Geithner arranged the sale of the failed Wall Street firm of Bear
Stearns, helped with the taxpayer bailout of AIG, and rejected saving
Lehman Brothers from bankruptcy in order to create the crisis atmosphere
needed to more fully subordinate US economic policy to the needs of the
few large banks.
Rubin, a 26-year veteran of Goldman Sachs, was rewarded by Citibank
for his service to the banks while Treasury Secretary with a $50 million
compensation package in 2008 and $126,000,000 between 1999 and 2009.
When a person becomes a Treasury official it is made clear that the
choice is between serving the banks and becoming rich or trying to serve
the public and becoming poor. Few make the latter choice.
As MIchael Hudson has informed us, the goal of the financial sector
has always been to convert all income, from corporate profits to
government tax revenues, to the service of debt. From the bankers
standpoint, the more debt the richer the bankers. Rubin, Summers,
Paulson, Geithner, and now banker Treasury Secretary Jack Lew faithfully
serve this goal.
The Federal Reserve describes its policy of Quantitative Easing — the
creation of new money with which the Fed purchases Treasury debt and
mortgage backed securities — as a low interest rate policy in order to
stimulate employment and economic growth. Economists and the financial
media have parroted this cover story.
In contrast, I have exposed QE as a scheme for pumping profits into
the banks and boosting their balance sheets. The real purpose of QE is
to drive up the prices of the debt-related derivatives on the banks’
books, thus keeping the banks with solvent balance sheets.
Writing in the Wall Street Journal (“Confessions of a Quantitative
Easer,” November 11, 2013), Andrew Huszar confirms my explanation to be
the correct one. Huszar is the Federal Reserve official who implemented
the policy of QE. He resigned when he realized that the real purposes of
QE was to drive up the prices of the banks’ holdings of debt
instruments, to provide the banks with trillions of dollars at zero cost
with which to lend and speculate, and to provide the banks with “fat
commissions from brokering most of the Fed’s QE transactions.” (See:
www.paulcraigroberts.org )
This vast con game remains unrecognized by Congress and the public.
At the IMF Research Conference on November 8, 2013, former Treasury
Secretary Larry Summers presented a plan to expand the con game.

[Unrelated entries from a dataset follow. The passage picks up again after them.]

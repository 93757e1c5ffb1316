//! Per-charger composition of the three domain machines.

use crate::alarm::AlarmKind;
use crate::builder::BuildError;
use crate::config::ClassifierConfig;
use crate::domain::{
    circuit_sharing_table, network_table, station_table, CircuitSharingStatus, NetworkStatus,
    StationStatus,
};
use crate::engine::{DispatchResult, StateMachine, TransitionTable};
use chrono::{DateTime, Utc};
use serde::{Deserialize, Serialize};
use std::fmt;
use std::sync::Arc;

/// The three domain tables for one configuration, shared by every charger
/// model of a run.
#[derive(Clone, Debug)]
pub struct MachineTables {
    network: Arc<TransitionTable<NetworkStatus, AlarmKind>>,
    station: Arc<TransitionTable<StationStatus, AlarmKind>>,
    circuit_sharing: Arc<TransitionTable<CircuitSharingStatus, AlarmKind>>,
}

impl MachineTables {
    pub fn new(config: &ClassifierConfig) -> Result<Self, BuildError> {
        Ok(Self {
            network: Arc::new(network_table()?),
            station: Arc::new(station_table(config.return_to_last_known_state)?),
            circuit_sharing: Arc::new(circuit_sharing_table(config.return_to_last_known_state)?),
        })
    }
}

/// Current state of each machine, by value.
#[derive(Clone, Copy, Debug, PartialEq, Eq, Serialize, Deserialize)]
pub struct ChargerSnapshot {
    pub network_status: NetworkStatus,
    pub station_status: StationStatus,
    pub circuit_sharing_status: CircuitSharingStatus,
}

/// What each machine did with one alarm.
#[derive(Clone, Copy, Debug, PartialEq, Eq)]
pub struct ChargerDispatch {
    pub network: DispatchResult<NetworkStatus>,
    pub station: DispatchResult<StationStatus>,
    pub circuit_sharing: DispatchResult<CircuitSharingStatus>,
}

/// Model of one physical charger.
///
/// Machines never read each other's state; `send` still fans out in a fixed
/// order (network, station, circuit sharing) so runs are reproducible.
///
/// # Example
///
/// ```rust
/// use chargestate::alarm::AlarmKind;
/// use chargestate::charger::{ChargerModel, MachineTables};
/// use chargestate::config::ClassifierConfig;
/// use chargestate::domain::StationStatus;
/// use chrono::Utc;
///
/// let tables = MachineTables::new(&ClassifierConfig::default()).unwrap();
/// let mut model = ChargerModel::new("00:1A:2B:3C:4D:5E", &tables);
///
/// model.send(AlarmKind::BootUp, Utc::now());
/// assert_eq!(model.snapshot().station_status, StationStatus::Available);
/// ```
#[derive(Clone, Debug)]
pub struct ChargerModel {
    id: String,
    network: StateMachine<NetworkStatus, AlarmKind>,
    station: StateMachine<StationStatus, AlarmKind>,
    circuit_sharing: StateMachine<CircuitSharingStatus, AlarmKind>,
}

impl ChargerModel {
    pub fn new(id: impl Into<String>, tables: &MachineTables) -> Self {
        Self {
            id: id.into(),
            network: StateMachine::new(Arc::clone(&tables.network)),
            station: StateMachine::new(Arc::clone(&tables.station)),
            circuit_sharing: StateMachine::new(Arc::clone(&tables.circuit_sharing)),
        }
    }

    /// Dispatch one alarm to every machine.
    pub fn send(&mut self, kind: AlarmKind, timestamp: DateTime<Utc>) -> ChargerDispatch {
        let network = self.network.dispatch(kind, timestamp);
        let station = self.station.dispatch(kind, timestamp);
        let circuit_sharing = self.circuit_sharing.dispatch(kind, timestamp);
        ChargerDispatch {
            network,
            station,
            circuit_sharing,
        }
    }

    pub fn id(&self) -> &str {
        &self.id
    }

    pub fn snapshot(&self) -> ChargerSnapshot {
        ChargerSnapshot {
            network_status: self.network.current_state(),
            station_status: self.station.current_state(),
            circuit_sharing_status: self.circuit_sharing.current_state(),
        }
    }

    pub fn network(&self) -> &StateMachine<NetworkStatus, AlarmKind> {
        &self.network
    }

    pub fn station(&self) -> &StateMachine<StationStatus, AlarmKind> {
        &self.station
    }

    pub fn circuit_sharing(&self) -> &StateMachine<CircuitSharingStatus, AlarmKind> {
        &self.circuit_sharing
    }
}

impl fmt::Display for ChargerModel {
    fn fmt(&self, f: &mut fmt::Formatter<'_>) -> fmt::Result {
        let snapshot = self.snapshot();
        write!(
            f,
            "ChargerModel(network_status={}, station_status={}, circuit_sharing_status={})",
            snapshot.network_status, snapshot.station_status, snapshot.circuit_sharing_status
        )
    }
}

Summers says that it is not enough merely to give the banks interest
free money. More should be done for the banks. Instead of being paid
interest on their bank deposits, people should be penalized for keeping
their money in banks instead of spending it.

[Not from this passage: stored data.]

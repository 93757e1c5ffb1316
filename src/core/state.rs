//! Core State trait for finite state sets.
//!
//! Every domain machine declares its states as a plain enum implementing
//! this trait. A state set is closed: `all()` lists every member and exactly
//! one of them is the initial state.

use serde::{Deserialize, Serialize};
use std::fmt::Debug;
use std::hash::Hash;

/// Trait for members of a machine's finite state set.
///
/// All methods are pure. States are small `Copy` values so that history
/// entries and transition tables can hold them by value.
///
/// # Required Traits
///
/// - `Copy` + `Eq` + `Hash`: states key the transition table
/// - `Debug`: states must be debuggable for diagnostics
/// - `Serialize` + `Deserialize`: histories and snapshots are persisted
///
/// # Example
///
/// ```rust
/// use chargestate::core::State;
/// use serde::{Deserialize, Serialize};
///
/// #[derive(Clone, Copy, PartialEq, Eq, Hash, Debug, Serialize, Deserialize)]
/// enum Link {
///     Unknown,
///     Up,
///     Down,
/// }
///
/// impl State for Link {
///     fn name(&self) -> &'static str {
///         match self {
///             Self::Unknown => "unknown",
///             Self::Up => "up",
///             Self::Down => "down",
///         }
///     }
///
///     fn all() -> &'static [Self] {
///         &[Self::Unknown, Self::Up, Self::Down]
///     }
///
///     fn initial() -> Self {
///         Self::Unknown
///     }
/// }
///
/// assert_eq!(Link::initial().name(), "unknown");
/// assert!(Link::Unknown.is_initial());
/// ```
pub trait State:
    Copy + Eq + Hash + Debug + Serialize + for<'de> Deserialize<'de> + Send + Sync + 'static
{
    /// Get the state's name as it appears in produced tables.
    fn name(&self) -> &'static str;

    /// Every member of the state set, in declaration order.
    fn all() -> &'static [Self];

    /// The single initial state of the set.
    fn initial() -> Self;

    /// Check if this is the initial state.
    fn is_initial(&self) -> bool {
        *self == Self::initial()
    }

    /// Look a state up by its name.
    fn from_name(name: &str) -> Option<Self> {
        Self::all().iter().copied().find(|s| s.name() == name)
    }
}

/// Marker trait for the event alphabet a machine reacts to.
///
/// Implemented for every type with the right bounds, so any `Copy` enum can
/// serve as an alphabet.
pub trait Event: Copy + Eq + Hash + Debug + Send + Sync + 'static {}

impl<T> Event for T where T: Copy + Eq + Hash + Debug + Send + Sync + 'static {}
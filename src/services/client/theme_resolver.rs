//! Theme resolution
//!
//! Picks the theme a migration reads from or writes to: the source side by
//! role (`"main"` is the published theme), the destination side by the
//! configured theme name. A miss aborts the whole run.

use std::fmt;

use tracing::info;

use super::types::Theme;
use super::ShopifyClient;
use crate::services::config::StoreConfig;
use crate::services::errors::MigrationError;

/// Predicate selecting one theme out of a store's theme list.
#[derive(Debug, Clone, Copy, PartialEq)]
pub enum ThemeSelector<'a> {
    /// Theme with this role, e.g. `"main"`.
    Role(&'a str),
    /// Theme with this exact name.
    Name(&'a str),
}

impl ThemeSelector<'_> {
    fn matches(&self, theme: &Theme) -> bool {
        match self {
            ThemeSelector::Role(role) => theme.role == *role,
            ThemeSelector::Name(name) => theme.name == *name,
        }
    }
}

impl fmt::Display for ThemeSelector<'_> {
    fn fmt(&self, f: &mut fmt::Formatter<'_>) -> fmt::Result {
        match self {
            ThemeSelector::Role(role) => write!(f, "role '{}'", role),
            ThemeSelector::Name(name) => write!(f, "name '{}'", name),
        }
    }
}

/// First theme in list order satisfying the selector.
pub fn select_theme<'t>(themes: &'t [Theme], selector: ThemeSelector<'_>) -> Option<&'t Theme> {
    themes.iter().find(|theme| selector.matches(theme))
}

/// Fetch a store's theme list and resolve one theme. Not finding a match
/// is fatal for the migration.
pub async fn resolve_theme(
    client: &ShopifyClient,
    store: &StoreConfig,
    selector: ThemeSelector<'_>,
) -> Result<Theme, MigrationError> {
    let themes = client.list_themes(store).await?;
    match select_theme(&themes, selector) {
        Some(theme) => {
            info!("Resolved {} to theme {} ({})", selector, theme.id, theme.name);
            Ok(theme.clone())
        }
        None => Err(MigrationError::ThemeNotFound {
            selector: selector.to_string(),
            store: store.base_url.clone(),
        }),
    }
}

#[cfg(test)]
mod tests {
    use super::*;

    fn theme(id: u64, name: &str, role: &str) -> Theme {
        Theme {
            id,
            name: name.to_string(),
            role: role.to_string(),
        }
    }

    #[test]
    fn selects_main_theme_by_role() {
        let themes = vec![theme(1, "Dawn", "main")];
        let selected = select_theme(&themes, ThemeSelector::Role("main")).unwrap();
        assert_eq!(selected.id, 1);
    }

    #[test]
    fn selects_destination_theme_by_name() {
        let themes = vec![theme(9, "Copy", "unpublished")];
        let selected = select_theme(&themes, ThemeSelector::Name("Copy")).unwrap();
        assert_eq!(selected.id, 9);
    }

    #[test]
    fn no_main_theme_is_not_found() {
        let themes = vec![
            theme(2, "Draft", "unpublished"),
            theme(3, "Other", "development"),
        ];
        assert!(select_theme(&themes, ThemeSelector::Role("main")).is_none());
    }

    #[test]
    fn first_match_wins_in_list_order() {
        let themes = vec![
            theme(4, "Copy", "unpublished"),
            theme(5, "Copy", "unpublished"),
        ];
        let selected = select_theme(&themes, ThemeSelector::Name("Copy")).unwrap();
        assert_eq!(selected.id, 4);
    }

    #[tokio::test]
    async fn resolve_theme_surfaces_client_errors() {
        let client = ShopifyClient::new();
        let store = StoreConfig {
            base_url: "http://127.0.0.1:1/admin/api/2024-01/".to_string(),
            access_token: "shpat_test".to_string(),
        };
        let result = resolve_theme(&client, &store, ThemeSelector::Role("main")).await;
        assert!(matches!(result, Err(MigrationError::Client(_))));
    }
}
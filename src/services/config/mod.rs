//! Configuration loaded once at startup
//!
//! All credentials and endpoints are read from the environment exactly once
//! in `main` and handed to the rest of the system by reference; no other
//! component touches ambient state.

use crate::services::errors::MigrationError;

/// Credentials for one store's Admin API.
#[derive(Debug, Clone)]
pub struct StoreConfig {
    /// Base URL of the store's Admin API, including the trailing slash,
    /// e.g. `https://example.myshopify.com/admin/api/2024-01/`.
    pub base_url: String,
    /// Access token sent in the `X-Shopify-Access-Token` header.
    pub access_token: String,
}

/// Configuration for one migration run.
#[derive(Debug, Clone)]
pub struct MigrationConfig {
    pub source: StoreConfig,
    pub destination: StoreConfig,
    /// Name of the destination theme that receives the assets.
    pub destination_theme_name: String,
}

impl MigrationConfig {
    /// Build the run configuration from the process environment.
    ///
    /// Missing or empty variables are configuration errors naming the
    /// variable, raised before any network call.
    pub fn from_env() -> Result<Self, MigrationError> {
        Ok(Self {
            source: StoreConfig {
                base_url: require_env("SOURCE_STORE_URL")?,
                access_token: require_env("SOURCE_STORE_TOKEN")?,
            },
            destination: StoreConfig {
                base_url: require_env("DESTINATION_STORE_URL")?,
                access_token: require_env("DESTINATION_STORE_TOKEN")?,
            },
            destination_theme_name: require_env("DESTINATION_STORE_THEME")?,
        })
    }
}

fn require_env(name: &str) -> Result<String, MigrationError> {
    match std::env::var(name) {
        Ok(value) if !value.trim().is_empty() => Ok(value),
        _ => Err(MigrationError::Configuration {
            field: name.to_string(),
        }),
    }
}

#[cfg(test)]
mod tests {
    use super::*;

    const VARS: [(&str, &str); 5] = [
        ("SOURCE_STORE_URL", "https://src.myshopify.com/admin/api/2024-01/"),
        ("SOURCE_STORE_TOKEN", "shpat_src"),
        ("DESTINATION_STORE_URL", "https://dst.myshopify.com/admin/api/2024-01/"),
        ("DESTINATION_STORE_TOKEN", "shpat_dst"),
        ("DESTINATION_STORE_THEME", "Copy"),
    ];

    // Environment mutation is process-wide, so all from_env assertions live
    // in a single test.
    #[test]
    fn from_env_requires_every_variable() {
        for (name, value) in VARS {
            std::env::set_var(name, value);
        }
        let config = MigrationConfig::from_env().expect("all variables set");
        assert_eq!(config.source.access_token, "shpat_src");
        assert_eq!(config.destination_theme_name, "Copy");

        std::env::remove_var("DESTINATION_STORE_TOKEN");
        match MigrationConfig::from_env() {
            Err(MigrationError::Configuration { field }) => {
                assert_eq!(field, "DESTINATION_STORE_TOKEN")
            }
            other => panic!("expected configuration error, got {:?}", other),
        }

        // Whitespace-only values count as unset.
        std::env::set_var("DESTINATION_STORE_TOKEN", "  ");
        assert!(MigrationConfig::from_env().is_err());

        std::env::set_var("DESTINATION_STORE_TOKEN", "shpat_dst");
        assert!(MigrationConfig::from_env().is_ok());
    }
}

To sell this new rip-off scheme, Summers has conjured up an
explanation based on the crude and discredited Keynesianism of the 1940s
that explained the Great Depression as a problem caused by too much
savings. Instead of spending their money, people hoarded it, thus
causing aggregate demand and employment to fall.
Summers says that today the problem of too much saving has
reappeared. The centerpiece of his argument is “the natural interest
rate,” defined as the interest rate at which full employment is
established by the equality of saving with investment. If people save
more than investors invest, the saved money will not find its way back
into the economy, and output and employment will fall.

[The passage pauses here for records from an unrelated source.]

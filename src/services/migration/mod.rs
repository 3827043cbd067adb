//! Migration orchestration
//!
//! Drives one run end to end: resolve the source store's published theme,
//! fetch its asset list, resolve the destination theme by name, then move
//! each eligible asset through the transfer unit one at a time. Lookup
//! failures abort the run; per-asset failures are recorded and the run
//! continues, so the summary reports exactly what happened.

use tracing::{debug, error, info};

use crate::services::asset::AssetTransfer;
use crate::services::client::theme_resolver::{resolve_theme, ThemeSelector};
use crate::services::client::ShopifyClient;
use crate::services::config::MigrationConfig;
use crate::services::errors::MigrationError;

/// Outcome of one migration run.
#[derive(Debug, Clone, Default)]
pub struct MigrationSummary {
    /// Assets listed on the source theme.
    pub total_assets: u32,
    /// Assets downloaded and uploaded successfully.
    pub transferred: u32,
    /// Assets without a public URL, never attempted.
    pub skipped: u32,
    pub failed: Vec<AssetFailure>,
}

/// One asset that could not be moved.
#[derive(Debug, Clone)]
pub struct AssetFailure {
    pub key: String,
    /// "download" or "upload"
    pub operation: String,
    pub error: String,
}

impl MigrationSummary {
    fn record_failure(&mut self, key: &str, operation: &str, error: &MigrationError) {
        error!("Failed migrating {} ({}): {}", key, operation, error);
        self.failed.push(AssetFailure {
            key: key.to_string(),
            operation: operation.to_string(),
            error: error.to_string(),
        });
    }
}

/// Run a full migration, returning the per-asset outcome summary.
/// Configuration and resolution failures are fatal; asset failures are not.
pub async fn run_migration(config: &MigrationConfig) -> Result<MigrationSummary, MigrationError> {
    let client = ShopifyClient::new();

    let source_theme = resolve_theme(&client, &config.source, ThemeSelector::Role("main")).await?;
    let assets = client.list_assets(&config.source, source_theme.id).await?;
    info!(
        "Source theme {} ({}) has {} assets",
        source_theme.name,
        source_theme.id,
        assets.len()
    );

    let destination_theme = resolve_theme(
        &client,
        &config.destination,
        ThemeSelector::Name(&config.destination_theme_name),
    )
    .await?;

    let transfer = AssetTransfer::new(&client, &config.destination, destination_theme.id);
    let mut summary = MigrationSummary {
        total_assets: assets.len() as u32,
        ..Default::default()
    };

    for asset in &assets {
        if !asset.is_transferable() {
            debug!("Skipping {} (no public URL)", asset.key);
            summary.skipped += 1;
            continue;
        }

        info!("Migrating asset: {}", asset.key);
        if let Err(error) = transfer.download(asset).await {
            summary.record_failure(&asset.key, "download", &error);
            continue;
        }
        match transfer.upload(&asset.key).await {
            Ok(()) => summary.transferred += 1,
            Err(error) => summary.record_failure(&asset.key, "upload", &error),
        }
    }

    info!("{}", format_migration_stats(&summary));
    Ok(summary)
}

/// One-line run report.
pub fn format_migration_stats(summary: &MigrationSummary) -> String {
    format!(
        "Migrated {}/{} assets ({} skipped, {} failed)",
        summary.transferred,
        summary.total_assets,
        summary.skipped,
        summary.failed.len()
    )
}

#[cfg(test)]
mod tests {
    use super::*;
    use crate::services::config::StoreConfig;

    fn unreachable_config() -> MigrationConfig {
        let store = |token: &str| StoreConfig {
            base_url: "http://127.0.0.1:1/admin/api/2024-01/".to_string(),
            access_token: token.to_string(),
        };
        MigrationConfig {
            source: store("shpat_src"),
            destination: store("shpat_dst"),
            destination_theme_name: "Copy".to_string(),
        }
    }

    #[tokio::test]
    async fn source_resolution_failure_is_fatal() {
        // The source theme lookup fails before any asset I/O, so the run
        // ends with an error instead of a summary.
        let result = run_migration(&unreachable_config()).await;
        assert!(matches!(result, Err(MigrationError::Client(_))));
    }

    #[test]
    fn stats_line_reports_all_counts() {
        let summary = MigrationSummary {
            total_assets: 10,
            transferred: 7,
            skipped: 2,
            failed: vec![AssetFailure {
                key: "assets/a.css".to_string(),
                operation: "upload".to_string(),
                error: "boom".to_string(),
            }],
        };
        assert_eq!(
            format_migration_stats(&summary),
            "Migrated 7/10 assets (2 skipped, 1 failed)"
        );
    }

    #[test]
    fn record_failure_keeps_key_and_operation() {
        let mut summary = MigrationSummary::default();
        let error = MigrationError::MissingPublicUrl {
            key: "assets/a.css".to_string(),
        };
        summary.record_failure("assets/a.css", "download", &error);
        assert_eq!(summary.failed.len(), 1);
        assert_eq!(summary.failed[0].operation, "download");
        assert!(summary.failed[0].error.contains("assets/a.css"));
    }
}
//! Asset transfer unit
//!
//! Moves one asset at a time: download the bytes from the asset's public
//! URL, stage them to a local file named after the key's base name, read
//! the file back, base64-encode and PUT to the destination theme, then
//! remove the staged file. Cleanup happens only after a successful upload;
//! a failed upload leaves the staged file behind.

use std::path::{Path, PathBuf};

use base64::{engine::general_purpose::STANDARD, Engine};
use tokio::fs;
use tracing::{debug, info};

use crate::services::client::types::Asset;
use crate::services::client::ShopifyClient;
use crate::services::config::StoreConfig;
use crate::services::errors::MigrationError;

/// Transfers assets into one destination theme.
pub struct AssetTransfer<'a> {
    client: &'a ShopifyClient,
    destination: &'a StoreConfig,
    theme_id: u64,
    staging_dir: PathBuf,
}

impl<'a> AssetTransfer<'a> {
    /// Transfer unit staging into the current working directory.
    pub fn new(client: &'a ShopifyClient, destination: &'a StoreConfig, theme_id: u64) -> Self {
        Self::with_staging_dir(client, destination, theme_id, PathBuf::from("."))
    }

    /// Transfer unit staging into an explicit directory.
    pub fn with_staging_dir(
        client: &'a ShopifyClient,
        destination: &'a StoreConfig,
        theme_id: u64,
        staging_dir: PathBuf,
    ) -> Self {
        Self {
            client,
            destination,
            theme_id,
            staging_dir,
        }
    }

    /// Run the full download, stage, upload, cleanup cycle for one asset.
    pub async fn transfer(&self, asset: &Asset) -> Result<(), MigrationError> {
        self.download(asset).await?;
        self.upload(&asset.key).await
    }

    /// Download the asset's bytes from its public URL and write them to
    /// the staged file.
    pub async fn download(&self, asset: &Asset) -> Result<(), MigrationError> {
        let key = &asset.key;
        let url = asset
            .public_url
            .as_deref()
            .filter(|url| !url.is_empty())
            .ok_or_else(|| MigrationError::MissingPublicUrl { key: key.clone() })?;

        let body = self.client.download_public(url, key).await?;
        let path = self.staged_path(key);
        debug!("Staging {} bytes at {}", body.len(), path.display());
        self.stage(key, &body).await
    }

    /// Read the staged file back, base64-encode and PUT it to the
    /// destination theme, removing the staged file on success.
    ///
    /// The destination token is checked before anything else so a
    /// misconfigured run fails without touching the network.
    pub async fn upload(&self, key: &str) -> Result<(), MigrationError> {
        if self.destination.access_token.is_empty() {
            return Err(MigrationError::Configuration {
                field: "DESTINATION_STORE_TOKEN".to_string(),
            });
        }

        let attachment = self.read_attachment(key).await?;
        self.client
            .put_asset(self.destination, self.theme_id, key, attachment)
            .await?;

        self.remove_staged(key).await?;
        info!("Uploaded {} to theme {}", key, self.theme_id);
        Ok(())
    }

    /// Where the staged copy of `key` lives.
    pub fn staged_path(&self, key: &str) -> PathBuf {
        self.staging_dir.join(staged_file_name(key))
    }

    async fn stage(&self, key: &str, bytes: &[u8]) -> Result<(), MigrationError> {
        fs::write(self.staged_path(key), bytes)
            .await
            .map_err(|source| MigrationError::Staging {
                key: key.to_string(),
                source,
            })
    }

    async fn read_attachment(&self, key: &str) -> Result<String, MigrationError> {
        let bytes = fs::read(self.staged_path(key))
            .await
            .map_err(|source| MigrationError::Staging {
                key: key.to_string(),
                source,
            })?;
        Ok(STANDARD.encode(bytes))
    }

    async fn remove_staged(&self, key: &str) -> Result<(), MigrationError> {
        fs::remove_file(self.staged_path(key))
            .await
            .map_err(|source| MigrationError::Staging {
                key: key.to_string(),
                source,
            })
    }
}

/// Base name of an asset key: directory components are dropped, so
/// `assets/a.css` stages as `a.css`. Keys sharing a base name across
/// sub-paths collide in the staging directory; the upload still targets
/// the full key, so file identity on the destination is unaffected.
fn staged_file_name(key: &str) -> &str {
    Path::new(key)
        .file_name()
        .and_then(|name| name.to_str())
        .unwrap_or(key)
}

Summers notes that despite a zero real rate of interest, there is
still substantial unemployment. In other words, not even a zero rate of
interest can reduce saving to the level of investment, thus frustrating a
full employment recovery. Summers concludes that the natural rate of
interest has become negative and is stuck below zero.
How to fix this? The way to fix it, Summers says, is to charge people
for saving money. To avoid the charges, people would spend the money,
thus reducing savings to the level of investment and restoring full
employment.
Summers acknowledges that the problem with his solution is that
people would take their money out of banks and hoard it in cash
holdings. In other words, the cash form of money provides consumers with
a freedom to save that holds down consumption and prevents full
employment.
Summers has a fix for this: eliminate the freedom by imposing a
cashless society where the only money is electronic. As electronic money
cannot be hoarded except in bank deposits, penalties can be imposed
that force unproductive savings into consumption.
Summers’ scheme, of course, is a harebrained one. With governments
running huge deficits, who would purchase bonds at negative interest
rates? How would pension and retirement funds operate? Would they also
be subject to an annual percentage confiscation?
We know that the response of consumers to the long term decline in
real median family income, to the loss of jobs from labor arbitrage
across national borders (jobs offshoring), to rising homelessness, to
cuts in the social safety net, to the transformation of their full time
jobs to part time jobs (employers’ response to Obamacare), has been to
reduce their savings rate. Indeed, few have any savings at all. The US
personal saving rate is currently 2 percentage points, about 30%, below
the long term average. Retired people, unable to earn any interest on
their savings from the Fed’s zero interest rate policy, are being forced
to draw down their savings in order to pay their bills.
Moreover, it is unclear whether the savings rate is an accurate
measure or merely a residual of other calculations. With so many people
having to draw down their savings, I wouldn’t be surprised if an
accurate measure showed the personal savings rate to be negative.
But for Summers the plight of the consumer is not the problem. The
problem is the profits of the banks. Summers has the solution, and the
establishment, including Paul Krugman, is applauding it. Once the
economy officially turns down again, watch out.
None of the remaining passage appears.